ACRYLODAN CAN LABEL AMINO AS WELL AS SULFHYDRYL-GROUPS - RESULTS WITH LOW-DENSITY-LIPOPROTEIN, LIPOPROTEIN[A], AND LIPID-FREE PROTEINS

Human plasma lipoprotein[a] and autologous low-density lipoprotein were reacted with the fluorescent probe 6-acryloyl-2-(dimethylamino)naphthalene (acrylodan) previously reported to be specific for sulfhydryl groups. Reaction kinetics were biphasic in both cases. The reaction of bovine serum albumin with acrylodan was also biphasic.
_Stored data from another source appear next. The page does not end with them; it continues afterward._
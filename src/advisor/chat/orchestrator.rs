//! Chat turn orchestration.

use std::sync::Arc;

use serde::{Deserialize, Serialize};
use tracing::{debug, warn};

use crate::advisor::chat::replies::{
    CLARIFY_REPLY, FAREWELL_REPLY, GREETING_REPLY, fallback_reply, is_farewell, is_greeting,
    mentions_domain, with_tail,
};
use crate::advisor::conversation::store::ConversationStore;
use crate::advisor::core::config::{AdvisorConfig, ChatConfig};
use crate::advisor::core::errors::AdvisorResult;
use crate::advisor::core::product::Suggestion;
use crate::advisor::embedding::embedder::QueryEmbedder;
use crate::advisor::extract::profile::follow_up_hint;
use crate::advisor::extract::slot_extractor::SlotExtractor;
use crate::advisor::prompt::prompt_builder::build_chat_prompt;
use crate::advisor::retrieval::catalog::ProductCatalog;
use crate::advisor::retrieval::hybrid_search::RetrievalEngine;
use crate::llm::generator::Generator;

/// Reply for one chat turn.
#[derive(Clone, Debug, Default, PartialEq, Serialize, Deserialize)]
pub struct ChatReply {
    /// Text shown to the user.
    pub reply: String,
    /// Recommendation cards.
    pub suggestions: Vec<Suggestion>,
    /// Next clarifying question, empty once the profile is complete.
    pub follow_up_hint: String,
}

impl ChatReply {
    fn canned(reply: &str) -> Self {
        Self {
            reply: reply.to_string(),
            ..Self::default()
        }
    }
}

/// Ties extraction, conversation memory, retrieval and generation together.
pub struct ChatOrchestrator {
    extractor: SlotExtractor,
    store: ConversationStore,
    retrieval: RetrievalEngine,
    generator: Arc<dyn Generator>,
    config: ChatConfig,
}

impl ChatOrchestrator {
    /// Create an orchestrator from its parts.
    #[must_use]
    pub const fn new(
        extractor: SlotExtractor,
        store: ConversationStore,
        retrieval: RetrievalEngine,
        generator: Arc<dyn Generator>,
        config: ChatConfig,
    ) -> Self {
        Self {
            extractor,
            store,
            retrieval,
            generator,
            config,
        }
    }

    /// Build every component from config around the given collaborators.
    ///
    /// # Errors
    /// Returns an error if the config is invalid or a component cannot be built.
    pub fn from_config(
        config: &AdvisorConfig,
        catalog: Arc<dyn ProductCatalog>,
        embedder: Option<Arc<dyn QueryEmbedder>>,
        generator: Arc<dyn Generator>,
    ) -> AdvisorResult<Self> {
        config.validate()?;
        Ok(Self::new(
            SlotExtractor::new()?,
            ConversationStore::new(&config.conversation)?,
            RetrievalEngine::new(catalog, embedder, &config.retrieval, &config.cache),
            generator,
            config.chat.clone(),
        ))
    }

    /// Conversation store backing the sessions.
    #[must_use]
    pub const fn store(&self) -> &ConversationStore {
        &self.store
    }

    /// Retrieval engine serving suggestions.
    #[must_use]
    pub const fn retrieval(&self) -> &RetrievalEngine {
        &self.retrieval
    }

    /// Run one chat turn. Never fails: backend errors degrade the reply.
    pub async fn chat(&self, session_id: &str, raw_message: &str) -> ChatReply {
        if is_greeting(raw_message) {
            debug!("Greeting for session {session_id}");
            return ChatReply::canned(GREETING_REPLY);
        }

        if is_farewell(raw_message) {
            debug!("Farewell for session {session_id}");
            return ChatReply::canned(FAREWELL_REPLY);
        }

        let sanitized = self.store.sanitizer().clean(raw_message);
        let extracted = self.extractor.parse(&sanitized);
        let conversation = self
            .store
            .add_message(session_id, &sanitized, &extracted)
            .await;
        let prefs = &conversation.prefs;
        let hint = follow_up_hint(prefs);

        if !mentions_domain(&sanitized) && prefs.is_empty() {
            debug!("Off-topic message with empty profile; asking for preferences");
            return ChatReply {
                reply: CLARIFY_REPLY.to_string(),
                suggestions: Vec::new(),
                follow_up_hint: hint,
            };
        }

        let suggestions = self.retrieval.get_suggestions(prefs, &sanitized).await;
        let prompt = build_chat_prompt(&conversation.summary, &suggestions, &sanitized);

        let reply = match self.generator.generate(&prompt, self.config.max_tokens).await {
            Ok(text) if !text.trim().is_empty() => text,
            Ok(_) => {
                warn!("Generation returned no text; using fallback reply");
                fallback_reply(&suggestions, self.config.fallback_suggestions)
            }
            Err(err) => {
                warn!("Generation failed: {err}; using fallback reply");
                fallback_reply(&suggestions, self.config.fallback_suggestions)
            }
        };

        ChatReply {
            reply: with_tail(reply, &suggestions, self.config.tail_suggestions),
            suggestions,
            follow_up_hint: hint,
        }
    }
}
Monophasic kinetics were observed when protein free sulfhydryl groups were blocked by carboxamidomethylation prior to acrylodan reaction. A significant increase in total fluorescence was observed in the reaction of acrylodan with proteins containing no free sulfhydryl groups and with polylysine. The rates of these reactions were highly sensitive to pH. Fluorescence changes due to dissolution of probe into hydrophobic protein or lipid domains were minimal as was reaction of probe with phospholipid head groups. When isolated from acrylodan-labeled Lp[a], apo[a], which contains no free sulfhydryl groups, contained covalently bound acrylodan. These results suggest that acrylodan can modify the lysine residues of lipid-free proteins and may modify not only the free sulfhydryl groups of low-density lipoprotein and lipoprotein[a] but also reactive amino groups. We conclude that under these conditions, the use of this probe to quantify free sulfhydryl groups in these lipoproteins is infeasible.